Effect of textile factory effluent on otolith and somatic growth parameters in Clarias gariepinus
Are otolith parameters more sensitive than somatic indices in detecting stress conditions in fish? This question was investigated using juvenile-sized Clarias gariepinus in a 30-day exposure bioassay to a textile factory effluent. A series of static bioassays were initially conducted with concentrations of 0.00-40.00% and the 96hr LC50 value derived by probit analysis was 20.06%. Nominal concentrations of the LC50 values (6.69%, 3.34% and 2.23%) and control (0.00%) were used in a static/renewal bioassay.
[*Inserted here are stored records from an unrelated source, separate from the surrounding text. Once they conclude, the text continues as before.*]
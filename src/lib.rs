use std::{fs::File, io::Read, path::Path};

pub mod ast;
pub mod codegen;
pub mod dot;
pub mod samples;
pub mod utils;

pub const VERSION: &str = "0.1.0";

pub use ast::{AstNode, Node, NodeKind, Program};
pub use utils::errors::{AstError, AstResult};

pub fn read(filename: &Path) -> AstResult<String> {
    if !filename.is_file() {
        return Err(AstError::FileReadError(format!(
            "{} is not a readable file",
            filename.display()
        )));
    }
    // Open the path in read-only mode, returns `io::Result<File>`
    let mut file = File::open(filename)?;
    let mut contents = String::new();
    file.read_to_string(&mut contents)?;
    Ok(contents)
}
//! Identifier conventions used when building a tree.
//!
//! Every child is named after its parent: `parent_id + "_" + suffix`, where
//! the suffix is a slot name or the child's index inside a block. Ids built
//! this way are unique across the tree and valid DOT identifiers as long as
//! every suffix is alphanumeric.

use crate::utils::config::naming::SEPARATOR;

/// Suffixes for the named child slots.
pub mod slots {
    pub const CHILD: &str = "child";
    pub const LEFT: &str = "left";
    pub const RIGHT: &str = "right";
    pub const CONDITION: &str = "cond";
    pub const THEN: &str = "if";
    pub const ELIF: &str = "elif";
    pub const ELSE: &str = "else";
    pub const ROOT: &str = "root";
}

pub fn make_name(parent: &str, suffix: &str) -> String {
    let mut name = String::with_capacity(parent.len() + SEPARATOR.len() + suffix.len());
    name.push_str(parent);
    name.push_str(SEPARATOR);
    name.push_str(suffix);
    name
}

/// Name for the `index`-th child of a block.
pub fn indexed_name(parent: &str, index: usize) -> String {
    make_name(parent, &index.to_string())
}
The differential growth in saggittal otolith and somatic parameters across exposure concentrations were examined by taking somatic and otolith morphometric measurements. Effluent samples and exposure concentrations were analyzed for some physico-chemical parameters while effluent samples were also analyzed for cyanide and heavy metals: Pb, Cu, Mn, Zn, Fe, Ni, Cd, As and Cr. The weight of the right otolith of lower exposure concentrations (0.00, 2.23, 3.34%) was significantly heavier (p<0.05) than those of the highest exposure concentration (6.69%). No other significant differences were observed across somatic and otolith parameters examined. Effluent sample was characterised by low DO, high TS, TDS and TSS while exposure concentrations and effluent sample had alkaline pH and BOD and COD values that exceeded the Federal Ministry of Environment (FMNEV) limits for effluents discharged into surface waters. The values of Cr and cyanide also exceeded FMNEV limits. These constituents may elicit adverse environmental and public health effects if continued and unregulated discharge of effluents is not restricted. The relative sensitivity of otolith parameters over somatic parameters, and the relative sensitivity between otolith parameters were demonstrated. The suitability of otolith weight as a probable early-detector of stress in natural environments is suggested.
Keywords: otolith, somatic indices, textile factory effluent, Clarias gariepinus.